→ Your objective
Quote the full listing word for word.

→ Data shown
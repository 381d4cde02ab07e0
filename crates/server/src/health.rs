use axum::{extract::State, http::StatusCode, routing::get, Json, Router};
use basketry_db::DbPool;
use chrono::Utc;
use serde::Serialize;
use tracing::{error, info};

#[derive(Clone)]
pub struct HealthState {
    db_pool: DbPool,
}

#[derive(Clone, Debug, PartialEq, Eq, Serialize)]
pub struct HealthCheck {
    pub status: &'static str,
    pub detail: String,
}

#[derive(Clone, Debug, PartialEq, Eq, Serialize)]
pub struct HealthResponse {
    pub status: &'static str,
    pub service: HealthCheck,
    pub database: HealthCheck,
    pub checked_at: String,
}

pub fn router(db_pool: DbPool) -> Router {
    Router::new().route("/health", get(health)).with_state(HealthState { db_pool })
}

pub async fn spawn(bind_address: &str, port: u16, db_pool: DbPool) -> std::io::Result<()> {
    let address = format!("{bind_address}:{port}");
    let listener = tokio::net::TcpListener::bind(&address).await?;

    info!(
        event_name = "system.health.start",
        correlation_id = "bootstrap",
        bind_address = %address,
        "health endpoint started"
    );

    tokio::spawn(async move {
        if let Err(error) = axum::serve(listener, router(db_pool)).await {
            error!(
                event_name = "system.health.error",
                correlation_id = "bootstrap",
                error = %error,
                "health endpoint server terminated unexpectedly"
            );
        }
    });

    Ok(())
}

pub async fn health(State(state): State<HealthState>) -> (StatusCode, Json<HealthResponse>) {
    let database = database_check(&state.db_pool).await;
    let ready = database.status == "ready";

    let payload = HealthResponse {
        status: if ready { "ready" } else { "degraded" },
        service: HealthCheck {
            status: "ready",
            detail: "basketry-server runtime initialized".to_string(),
        },
        database,
        checked_at: Utc::now().to_rfc3339(),
    };

    let status_code = if ready { StatusCode::OK } else { StatusCode::SERVICE_UNAVAILABLE };
    (status_code, Json(payload))
}

async fn database_check(pool: &DbPool) -> HealthCheck {
    match sqlx::query_scalar::<_, i64>("SELECT 1").fetch_one(pool).await {
        Ok(_) => HealthCheck { status: "ready", detail: "database query succeeded".to_string() },
        Err(error) => {
            HealthCheck { status: "degraded", detail: format!("database query failed: {error}") }
        }
    }
}

#[cfg(test)]
mod tests {
    use axum::{extract::State, http::StatusCode, Json};
    use basketry_db::connect_with_settings;

    use crate::health::{health, HealthState};

    #[tokio::test]
    async fn health_returns_ready_when_database_is_reachable() {
        let pool = connect_with_settings("sqlite::memory:?cache=shared", 1, 5)
            .await
            .expect("pool should connect");

        let (status, Json(payload)) = health(State(HealthState { db_pool: pool.clone() })).await;

        assert_eq!(status, StatusCode::OK);
        assert_eq!(payload.status, "ready");
        assert_eq!(payload.database.status, "ready");
        assert_eq!(payload.service.status, "ready");

        pool.close().await;
    }

    #[tokio::test]
    async fn health_returns_service_unavailable_when_database_is_unavailable() {
        let pool = connect_with_settings("sqlite::memory:?cache=shared", 1, 5)
            .await
            .expect("pool should connect");
        pool.close().await;

        let (status, Json(payload)) = health(State(HealthState { db_pool: pool })).await;

        assert_eq!(status, StatusCode::SERVICE_UNAVAILABLE);
        assert_eq!(payload.status, "degraded");
        assert_eq!(payload.database.status, "degraded");
        assert_eq!(payload.service.status, "ready");
    }
}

→ Answer to this problem
repository 381d4cde02ab07e0
filename crates/server/src/health.rs
use axum::{extract::State, http::StatusCode, routing::get, Json, Router};
use basketry_db::DbPool;
use chrono::Utc;
use serde::Serialize;
use tracing::{error, info};

#[derive(Clone)]
pub struct HealthState {
    db_pool: DbPool,
}

#[derive(Clone, Debug, PartialEq, Eq, Serialize)]
pub struct HealthCheck {
    pub status: &'static str,
    pub detail: String,
}

#[derive(Clone, Debug, PartialEq, Eq, Serialize)]
pub struct HealthResponse {
    pub status: &'static str,
    pub service: HealthCheck,
    pub database: HealthCheck,
    pub checked_at: String,
}

pub fn router(db_pool: DbPool) -> Router {
    Router::new().route("/health", get(health)).with_state(HealthState { db_pool })
}

pub async fn spawn(bind_address: &str, port: u16, db_pool: DbPool) -> std::io::Result<()> {
    let address = format!("{bind_address}:{port}");
    let listener = tokio::net::TcpListener::bind(&address).await?;

    info!(
        event_name = "system.health.start",
        correlation_id = "bootstrap",
        bind_address = %address,
        "health endpoint started"
    );

    tokio::spawn(async move {
        if let Err(error) = axum::serve(listener, router(db_pool)).await {
            error!(
                event_name = "system.health.error",
                correlation_id = "bootstrap",
                error = %error,
                "health endpoint server terminated unexpectedly"
            );
        }
    });

    Ok(())
}

pub async fn health(State(state): State<HealthState>) -> (StatusCode, Json<HealthResponse>) {
    let database = database_check(&state.db_pool).await;
    let ready = database.status == "ready";

    let payload = HealthResponse {
        status: if ready { "ready" } else { "degraded" },
        service: HealthCheck {
            status: "ready",
            detail: "basketry-server runtime initialized".to_string(),
        },
        database,
        checked_at: Utc::now().to_rfc3339(),
    };

    let status_code = if ready { StatusCode::OK } else { StatusCode::SERVICE_UNAVAILABLE };
    (status_code, Json(payload))
}

async fn database_check(pool: &DbPool) -> HealthCheck {
    match sqlx::query_scalar::<_, i64>("SELECT 1").fetch_one(pool).await {
        Ok(_) => HealthCheck { status: "ready", detail: "database query succeeded".to_string() },
        Err(error) => {
            HealthCheck { status: "degraded", detail: format!("database query failed: {error}") }
        }
    }
}

#[cfg(test)]
mod tests {
    use axum::{extract::State, http::StatusCode, Json};
    use basketry_db::connect_with_settings;

    use crate::health::{health, HealthState};

    #[tokio::test]
    async fn health_returns_ready_when_database_is_reachable() {
        let pool = connect_with_settings("sqlite::memory:?cache=shared", 1, 5)
            .await
            .expect("pool should connect");

        let (status, Json(payload)) = health(State(HealthState { db_pool: pool.clone() })).await;

        assert_eq!(status, StatusCode::OK);
        assert_eq!(payload.status, "ready");
        assert_eq!(payload.database.status, "ready");
        assert_eq!(payload.service.status, "ready");

        pool.close().await;
    }

    #[tokio::test]
    async fn health_returns_service_unavailable_when_database_is_unavailable() {
        let pool = connect_with_settings("sqlite::memory:?cache=shared", 1, 5)
            .await
            .expect("pool should connect");
        pool.close().await;

        let (status, Json(payload)) = health(State(HealthState { db_pool: pool })).await;

        assert_eq!(status, StatusCode::SERVICE_UNAVAILABLE);
        assert_eq!(payload.status, "degraded");
        assert_eq!(payload.database.status, "degraded");
        assert_eq!(payload.service.status, "ready");
    }
}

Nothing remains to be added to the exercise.